▶ _Task requirements_: Keeping every line intact, repeat the data word for word.

▶ _Task material_:

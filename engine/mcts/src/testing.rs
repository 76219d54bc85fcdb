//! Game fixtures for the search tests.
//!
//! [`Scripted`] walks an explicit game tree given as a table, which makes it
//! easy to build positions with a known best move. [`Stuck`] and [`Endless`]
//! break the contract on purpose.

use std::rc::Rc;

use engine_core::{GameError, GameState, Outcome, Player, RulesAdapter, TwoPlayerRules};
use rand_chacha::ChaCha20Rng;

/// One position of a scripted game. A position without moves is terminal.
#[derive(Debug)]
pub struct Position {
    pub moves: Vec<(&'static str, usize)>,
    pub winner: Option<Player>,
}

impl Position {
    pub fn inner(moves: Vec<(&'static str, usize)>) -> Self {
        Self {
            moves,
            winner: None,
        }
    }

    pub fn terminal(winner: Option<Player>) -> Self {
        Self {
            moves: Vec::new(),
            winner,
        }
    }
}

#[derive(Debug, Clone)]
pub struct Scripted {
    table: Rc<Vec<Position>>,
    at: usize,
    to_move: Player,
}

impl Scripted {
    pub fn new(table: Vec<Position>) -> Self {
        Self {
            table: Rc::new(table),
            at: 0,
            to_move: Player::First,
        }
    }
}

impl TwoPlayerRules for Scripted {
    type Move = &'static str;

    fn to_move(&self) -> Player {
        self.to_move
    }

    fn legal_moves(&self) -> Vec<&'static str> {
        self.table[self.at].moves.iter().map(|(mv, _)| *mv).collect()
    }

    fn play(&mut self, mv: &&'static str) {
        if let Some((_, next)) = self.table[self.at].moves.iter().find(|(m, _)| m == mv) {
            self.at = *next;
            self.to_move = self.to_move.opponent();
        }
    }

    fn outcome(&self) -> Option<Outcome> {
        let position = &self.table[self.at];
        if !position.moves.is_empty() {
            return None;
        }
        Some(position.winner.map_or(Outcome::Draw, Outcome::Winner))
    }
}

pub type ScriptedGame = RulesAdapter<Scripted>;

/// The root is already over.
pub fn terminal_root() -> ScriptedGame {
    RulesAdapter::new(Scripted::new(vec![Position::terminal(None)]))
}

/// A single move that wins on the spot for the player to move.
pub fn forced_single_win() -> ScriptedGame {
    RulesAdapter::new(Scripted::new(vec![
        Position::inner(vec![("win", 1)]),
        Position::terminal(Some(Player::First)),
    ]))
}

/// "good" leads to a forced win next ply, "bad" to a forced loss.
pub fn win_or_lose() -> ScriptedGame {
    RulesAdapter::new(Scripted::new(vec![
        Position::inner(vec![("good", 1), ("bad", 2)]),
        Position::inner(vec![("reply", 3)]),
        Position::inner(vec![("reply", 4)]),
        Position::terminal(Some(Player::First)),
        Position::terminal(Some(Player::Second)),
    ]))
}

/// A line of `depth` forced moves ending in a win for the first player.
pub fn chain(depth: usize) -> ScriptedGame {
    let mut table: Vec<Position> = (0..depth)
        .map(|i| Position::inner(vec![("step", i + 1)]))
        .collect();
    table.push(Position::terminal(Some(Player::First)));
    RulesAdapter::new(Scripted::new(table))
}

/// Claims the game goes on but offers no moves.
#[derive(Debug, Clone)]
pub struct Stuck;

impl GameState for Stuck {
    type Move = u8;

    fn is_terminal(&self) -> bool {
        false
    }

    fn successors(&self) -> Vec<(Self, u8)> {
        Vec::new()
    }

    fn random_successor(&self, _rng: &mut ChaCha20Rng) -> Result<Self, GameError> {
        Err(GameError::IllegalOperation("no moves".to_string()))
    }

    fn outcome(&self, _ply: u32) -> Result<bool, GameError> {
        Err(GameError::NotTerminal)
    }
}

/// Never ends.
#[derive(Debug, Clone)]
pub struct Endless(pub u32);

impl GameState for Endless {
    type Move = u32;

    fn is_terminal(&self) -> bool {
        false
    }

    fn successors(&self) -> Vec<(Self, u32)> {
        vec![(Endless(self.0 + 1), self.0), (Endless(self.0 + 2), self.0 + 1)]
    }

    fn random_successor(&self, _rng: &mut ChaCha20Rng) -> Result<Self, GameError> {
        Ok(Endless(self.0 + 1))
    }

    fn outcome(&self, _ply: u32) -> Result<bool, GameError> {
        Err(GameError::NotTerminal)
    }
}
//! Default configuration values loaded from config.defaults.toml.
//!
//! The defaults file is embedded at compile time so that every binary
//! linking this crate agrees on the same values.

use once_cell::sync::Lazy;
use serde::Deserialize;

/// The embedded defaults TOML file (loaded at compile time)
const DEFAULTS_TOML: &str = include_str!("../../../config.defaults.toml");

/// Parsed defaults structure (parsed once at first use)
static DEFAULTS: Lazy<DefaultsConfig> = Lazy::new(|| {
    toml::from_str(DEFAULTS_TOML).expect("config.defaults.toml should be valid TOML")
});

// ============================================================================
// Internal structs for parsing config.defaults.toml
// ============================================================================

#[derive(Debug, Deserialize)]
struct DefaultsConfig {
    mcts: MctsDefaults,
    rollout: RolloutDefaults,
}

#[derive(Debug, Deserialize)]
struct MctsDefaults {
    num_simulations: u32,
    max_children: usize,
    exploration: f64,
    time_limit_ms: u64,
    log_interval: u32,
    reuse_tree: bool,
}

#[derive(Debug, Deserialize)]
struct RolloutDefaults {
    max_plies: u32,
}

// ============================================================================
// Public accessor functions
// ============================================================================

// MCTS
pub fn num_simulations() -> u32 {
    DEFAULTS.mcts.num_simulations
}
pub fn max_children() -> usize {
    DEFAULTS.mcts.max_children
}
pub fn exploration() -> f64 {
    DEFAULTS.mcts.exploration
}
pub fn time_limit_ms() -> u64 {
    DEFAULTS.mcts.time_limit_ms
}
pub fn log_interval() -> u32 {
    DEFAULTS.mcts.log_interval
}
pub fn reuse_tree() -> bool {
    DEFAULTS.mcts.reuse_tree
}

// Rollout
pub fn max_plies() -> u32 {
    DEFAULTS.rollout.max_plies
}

▶ _Solution to this task_:
filename engine/mcts/src/testing.rs
repository 76219d54bc85fcdb
//! Game fixtures for the search tests.
//!
//! [`Scripted`] walks an explicit game tree given as a table, which makes it
//! easy to build positions with a known best move. [`Stuck`] and [`Endless`]
//! break the contract on purpose.

use std::rc::Rc;

use engine_core::{GameError, GameState, Outcome, Player, RulesAdapter, TwoPlayerRules};
use rand_chacha::ChaCha20Rng;

/// One position of a scripted game. A position without moves is terminal.
#[derive(Debug)]
pub struct Position {
    pub moves: Vec<(&'static str, usize)>,
    pub winner: Option<Player>,
}

impl Position {
    pub fn inner(moves: Vec<(&'static str, usize)>) -> Self {
        Self {
            moves,
            winner: None,
        }
    }

    pub fn terminal(winner: Option<Player>) -> Self {
        Self {
            moves: Vec::new(),
            winner,
        }
    }
}

#[derive(Debug, Clone)]
pub struct Scripted {
    table: Rc<Vec<Position>>,
    at: usize,
    to_move: Player,
}

impl Scripted {
    pub fn new(table: Vec<Position>) -> Self {
        Self {
            table: Rc::new(table),
            at: 0,
            to_move: Player::First,
        }
    }
}

impl TwoPlayerRules for Scripted {
    type Move = &'static str;

    fn to_move(&self) -> Player {
        self.to_move
    }

    fn legal_moves(&self) -> Vec<&'static str> {
        self.table[self.at].moves.iter().map(|(mv, _)| *mv).collect()
    }

    fn play(&mut self, mv: &&'static str) {
        if let Some((_, next)) = self.table[self.at].moves.iter().find(|(m, _)| m == mv) {
            self.at = *next;
            self.to_move = self.to_move.opponent();
        }
    }

    fn outcome(&self) -> Option<Outcome> {
        let position = &self.table[self.at];
        if !position.moves.is_empty() {
            return None;
        }
        Some(position.winner.map_or(Outcome::Draw, Outcome::Winner))
    }
}

pub type ScriptedGame = RulesAdapter<Scripted>;

/// The root is already over.
pub fn terminal_root() -> ScriptedGame {
    RulesAdapter::new(Scripted::new(vec![Position::terminal(None)]))
}

/// A single move that wins on the spot for the player to move.
pub fn forced_single_win() -> ScriptedGame {
    RulesAdapter::new(Scripted::new(vec![
        Position::inner(vec![("win", 1)]),
        Position::terminal(Some(Player::First)),
    ]))
}

/// "good" leads to a forced win next ply, "bad" to a forced loss.
pub fn win_or_lose() -> ScriptedGame {
    RulesAdapter::new(Scripted::new(vec![
        Position::inner(vec![("good", 1), ("bad", 2)]),
        Position::inner(vec![("reply", 3)]),
        Position::inner(vec![("reply", 4)]),
        Position::terminal(Some(Player::First)),
        Position::terminal(Some(Player::Second)),
    ]))
}

/// A line of `depth` forced moves ending in a win for the first player.
pub fn chain(depth: usize) -> ScriptedGame {
    let mut table: Vec<Position> = (0..depth)
        .map(|i| Position::inner(vec![("step", i + 1)]))
        .collect();
    table.push(Position::terminal(Some(Player::First)));
    RulesAdapter::new(Scripted::new(table))
}

/// Claims the game goes on but offers no moves.
#[derive(Debug, Clone)]
pub struct Stuck;

impl GameState for Stuck {
    type Move = u8;

    fn is_terminal(&self) -> bool {
        false
    }

    fn successors(&self) -> Vec<(Self, u8)> {
        Vec::new()
    }

    fn random_successor(&self, _rng: &mut ChaCha20Rng) -> Result<Self, GameError> {
        Err(GameError::IllegalOperation("no moves".to_string()))
    }

    fn outcome(&self, _ply: u32) -> Result<bool, GameError> {
        Err(GameError::NotTerminal)
    }
}

/// Never ends.
#[derive(Debug, Clone)]
pub struct Endless(pub u32);

impl GameState for Endless {
    type Move = u32;

    fn is_terminal(&self) -> bool {
        false
    }

    fn successors(&self) -> Vec<(Self, u32)> {
        vec![(Endless(self.0 + 1), self.0), (Endless(self.0 + 2), self.0 + 1)]
    }

    fn random_successor(&self, _rng: &mut ChaCha20Rng) -> Result<Self, GameError> {
        Ok(Endless(self.0 + 1))
    }

    fn outcome(&self, _ply: u32) -> Result<bool, GameError> {
        Err(GameError::NotTerminal)
    }
}
//! Default configuration values loaded from config.defaults.toml.
//!
//! The defaults file is embedded at compile time so that every binary
//! linking this crate agrees on the same values.

use once_cell::sync::Lazy;
use serde::Deserialize;

/// The embedded defaults TOML file (loaded at compile time)
const DEFAULTS_TOML: &str = include_str!("../../../config.defaults.toml");

/// Parsed defaults structure (parsed once at first use)
static DEFAULTS: Lazy<DefaultsConfig> = Lazy::new(|| {
    toml::from_str(DEFAULTS_TOML).expect("config.defaults.toml should be valid TOML")
});

// ============================================================================
// Internal structs for parsing config.defaults.toml
// ============================================================================

#[derive(Debug, Deserialize)]
struct DefaultsConfig {
    mcts: MctsDefaults,
    rollout: RolloutDefaults,
}

#[derive(Debug, Deserialize)]
struct MctsDefaults {
    num_simulations: u32,
    max_children: usize,
    exploration: f64,
    time_limit_ms: u64,
    log_interval: u32,
    reuse_tree: bool,
}

#[derive(Debug, Deserialize)]
struct RolloutDefaults {
    max_plies: u32,
}

// ============================================================================
// Public accessor functions
// ============================================================================

// MCTS
pub fn num_simulations() -> u32 {
    DEFAULTS.mcts.num_simulations
}
pub fn max_children() -> usize {
    DEFAULTS.mcts.max_children
}
pub fn exploration() -> f64 {
    DEFAULTS.mcts.exploration
}
pub fn time_limit_ms() -> u64 {
    DEFAULTS.mcts.time_limit_ms
}
pub fn log_interval() -> u32 {
    DEFAULTS.mcts.log_interval
}
pub fn reuse_tree() -> bool {
    DEFAULTS.mcts.reuse_tree
}

// Rollout
pub fn max_plies() -> u32 {
    DEFAULTS.rollout.max_plies
}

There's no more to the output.